▸ Action item
Output the entries exactly.
--- START ---
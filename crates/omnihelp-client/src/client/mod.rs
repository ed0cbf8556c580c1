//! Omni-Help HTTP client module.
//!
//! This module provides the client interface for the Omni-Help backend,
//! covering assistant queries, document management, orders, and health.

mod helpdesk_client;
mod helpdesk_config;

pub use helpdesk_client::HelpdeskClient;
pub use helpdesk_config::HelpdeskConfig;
--- END ---
▸ Answer to the problem
filename crates/omnihelp-client/src/client/mod.rs
repository ed0cbf8556c580c1
//! Omni-Help HTTP client module.
//!
//! This module provides the client interface for the Omni-Help backend,
//! covering assistant queries, document management, orders, and health.

mod helpdesk_client;
mod helpdesk_config;

pub use helpdesk_client::HelpdeskClient;
pub use helpdesk_config::HelpdeskConfig;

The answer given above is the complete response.